高偏差値大学に入るには、猛勉強しなければなりません。1日10時間以上勉強しても足りず、浪人することも珍しくありません。それだけ勉強しても、100%合格する保証はありません。一部の天才や秀才を除けば、普通の受験生が高偏差値大学に合格するには「血の滲むような努力」が必要になります。人生においてとても重要な青春の1~2年を勉強だけですごすことになります。

では高偏差値大学を卒業するメリットは、それだけの労力や犠牲に見合うのでしょうか。
その答えは、受験生本人の考え方と価値観によって異なります。

例えば、「一流の人になりたい」のであれば、高偏差値大学を出る必要はないでしょう。大学にすら行く必要がないかもしれません。一流の料理人、一流のレースドライバー、一流の野球選手、一流のモデル、一流のプログラマーになるのに、高い学歴は必要ありません。その道を究めるのに必要なスキルや知識を身につけたほうがよいはずです。

また、医者や弁護士や一級建築士や公認会計士も、資格試験に合格すればよいだけですので、専門の大学学部を卒業する必要はありますが、その大学は高偏差値大学でなくでも構いません。

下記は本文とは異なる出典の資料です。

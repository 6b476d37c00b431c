//! Logging setup.

use std::env;
use tracing_subscriber::{EnvFilter, Layer, layer::SubscriberExt, util::SubscriberInitExt};

/// Logging configuration.
#[derive(Debug, Clone, PartialEq, Eq)]
pub struct LoggingConfig {
    /// Filter directive used when `RUST_LOG` is unset (e.g., "info", "taleweaver=debug")
    pub log_level: String,
    /// Emit JSON lines instead of human-readable text
    pub json_logs: bool,
    /// Include the event target (module path)
    pub with_target: bool,
}

impl LoggingConfig {
    /// Configuration at the given level.
    pub fn new(log_level: impl Into<String>) -> Self {
        Self {
            log_level: log_level.into(),
            json_logs: false,
            with_target: false,
        }
    }

    /// Enable JSON-formatted logs.
    pub fn with_json_logs(mut self, enabled: bool) -> Self {
        self.json_logs = enabled;
        self
    }

    /// Show event targets.
    pub fn with_target(mut self, enabled: bool) -> Self {
        self.with_target = enabled;
        self
    }
}

impl Default for LoggingConfig {
    fn default() -> Self {
        Self::new(env::var("RUST_LOG").unwrap_or_else(|_| "info".to_string()))
    }
}

/// Install the global tracing subscriber.
///
/// `RUST_LOG` wins over `config.log_level` when set. Logs go to stderr so
/// story text on stdout stays clean.
pub fn init_logging(config: LoggingConfig) -> Result<(), Box<dyn std::error::Error>> {
    let env_filter =
        EnvFilter::try_from_default_env().or_else(|_| EnvFilter::try_new(&config.log_level))?;

    let fmt_layer = if config.json_logs {
        tracing_subscriber::fmt::layer()
            .json()
            .with_writer(std::io::stderr)
            .with_target(true)
            .with_level(true)
            .boxed()
    } else {
        tracing_subscriber::fmt::layer()
            .with_writer(std::io::stderr)
            .with_target(config.with_target)
            .with_level(true)
            .boxed()
    };

    tracing_subscriber::registry()
        .with(env_filter)
        .with(fmt_layer)
        .try_init()?;

    Ok(())
}
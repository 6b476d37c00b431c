//! Live tests against the OpenAI and Stability APIs.
//!
//! Run with: cargo test --package taleweaver_models --features api -- --ignored

#![cfg(feature = "api")]

use taleweaver_core::{GenerateRequest, PromptMessage};
use taleweaver_interface::TextGenerator;
use taleweaver_models::{ImageGateway, OpenAiClient, StabilityTransport};

#[tokio::test]
#[ignore] // Requires OPENAI_API_KEY
async fn test_openai_basic_generation() -> anyhow::Result<()> {
    let _ = dotenvy::dotenv();
    let client = OpenAiClient::from_env()?;

    let request = GenerateRequest::from_messages(vec![
        PromptMessage::system("Answer with a single word."),
        PromptMessage::human("Name a color."),
    ]);
    let response = client.generate(&request).await?;

    assert!(!response.text().trim().is_empty());
    Ok(())
}

#[tokio::test]
#[ignore] // Requires STABILITY_API_KEY
async fn test_stability_render() -> anyhow::Result<()> {
    let _ = dotenvy::dotenv();
    let gateway = ImageGateway::from_env(StabilityTransport::from_env());

    let outcome = gateway
        .render("A lighthouse on a cliff at dusk, hyper realistic style")
        .await?;

    let image = outcome.into_image().expect("image should be rendered");
    assert!(image.as_bytes().starts_with(&[0x89, b'P', b'N', b'G']));
    Ok(())
}
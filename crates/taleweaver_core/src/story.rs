//! Request and response records for the story endpoints.

use serde::{Deserialize, Serialize};

/// Body of a continue-story request.
///
/// The caller owns the story so far and resends it with every turn.
///
/// # Examples
///
/// ```
/// use taleweaver_core::StoryInput;
///
/// let input: StoryInput = serde_json::from_str(
///     r#"{"story_context": "A dragon sleeps.", "user_input": "I tiptoe past."}"#,
/// ).unwrap();
/// assert_eq!(input.user_input, "I tiptoe past.");
/// ```
#[derive(Debug, Clone, PartialEq, Eq, Hash, Serialize, Deserialize)]
pub struct StoryInput {
    /// Narrative text accumulated so far
    pub story_context: String,
    /// The player's chosen action
    pub user_input: String,
}

/// Body returned by the story endpoints.
#[derive(Debug, Clone, PartialEq, Eq, Hash, Serialize, Deserialize)]
pub struct StoryResponse {
    /// Newly generated narrative text
    pub story_text: String,
}

impl From<String> for StoryResponse {
    fn from(story_text: String) -> Self {
        Self { story_text }
    }
}
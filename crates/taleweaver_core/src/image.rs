//! Rendered image payloads.

use base64::Engine;
use base64::engine::general_purpose::STANDARD;
use serde::{Deserialize, Serialize};

/// Binary image returned by the image backend.
///
/// Kept as raw bytes; choosing a wire encoding is left to whoever serves it.
///
/// # Examples
///
/// ```
/// use taleweaver_core::RenderedImage;
///
/// let image = RenderedImage::png(vec![0x89, b'P', b'N', b'G']);
/// assert_eq!(image.len(), 4);
/// assert_eq!(image.mime(), "image/png");
/// assert_eq!(image.to_base64(), "iVBORw==");
/// ```
#[derive(Debug, Clone, PartialEq, Eq, Hash, Serialize, Deserialize)]
pub struct RenderedImage {
    bytes: Vec<u8>,
    mime: String,
}

impl RenderedImage {
    /// Wrap image bytes with their MIME type.
    pub fn new(bytes: Vec<u8>, mime: impl Into<String>) -> Self {
        Self {
            bytes,
            mime: mime.into(),
        }
    }

    /// Wrap PNG bytes.
    pub fn png(bytes: Vec<u8>) -> Self {
        Self::new(bytes, "image/png")
    }

    /// Raw image bytes.
    pub fn as_bytes(&self) -> &[u8] {
        &self.bytes
    }

    /// Take ownership of the raw bytes.
    pub fn into_bytes(self) -> Vec<u8> {
        self.bytes
    }

    /// MIME type of the payload.
    pub fn mime(&self) -> &str {
        &self.mime
    }

    /// Payload length in bytes.
    pub fn len(&self) -> usize {
        self.bytes.len()
    }

    /// True for a zero-byte payload.
    pub fn is_empty(&self) -> bool {
        self.bytes.is_empty()
    }

    /// Standard base64 encoding of the payload.
    pub fn to_base64(&self) -> String {
        STANDARD.encode(&self.bytes)
    }
}

/// Result of best-effort image generation.
///
/// `Absent` is a normal terminal state, not an error: the story carries on
/// without a picture.
#[derive(Debug, Clone, PartialEq, Eq, Serialize, Deserialize)]
#[serde(tag = "status", content = "image", rename_all = "lowercase")]
pub enum ImageOutcome {
    /// The backend produced an image
    Rendered(RenderedImage),
    /// No image is available for this turn
    Absent,
}

impl ImageOutcome {
    /// True when no image was produced.
    pub fn is_absent(&self) -> bool {
        matches!(self, ImageOutcome::Absent)
    }

    /// Borrow the image, if any.
    pub fn image(&self) -> Option<&RenderedImage> {
        match self {
            ImageOutcome::Rendered(image) => Some(image),
            ImageOutcome::Absent => None,
        }
    }

    /// Take the image, if any.
    pub fn into_image(self) -> Option<RenderedImage> {
        match self {
            ImageOutcome::Rendered(image) => Some(image),
            ImageOutcome::Absent => None,
        }
    }
}

impl From<Option<RenderedImage>> for ImageOutcome {
    fn from(image: Option<RenderedImage>) -> Self {
        image.map_or(ImageOutcome::Absent, ImageOutcome::Rendered)
    }
}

高偏差値大学を卒業する「称号」が必要な職業には、次のようなものがあります。
・国会公務員
・総合商社社員
・メガバンク(超大手銀行)社員
・研究者
・開発担当者

こうした職業では、明確に高偏差値大学卒業者が有利になっています。低偏差値大学卒業者もこれらの職業に就くことはできますが、高偏差値大学卒者より不利に扱われる可能性が高くなります。ただ、これらの職業でも高偏差値大学を卒業すれば必ず成功するわけではありません。これらの仕事では、高偏差値大学卒業者のなかでさらに激しい競争をすることになります。

まとめ

高偏差値大学を目指す価値は十分にあります。高偏差値大学を出れば、多くのものを得られるでしょう。人生における成功と失敗は、出身学校だけでは決まりませんが、出身大学の偏差値が高いほうが、日本では成功する確率が高くなるのは事実です。どうせ同じ時間、勉強するのであれば、しっかり勉強して高い偏差値の大学を目指してみてはいかがでしょうか。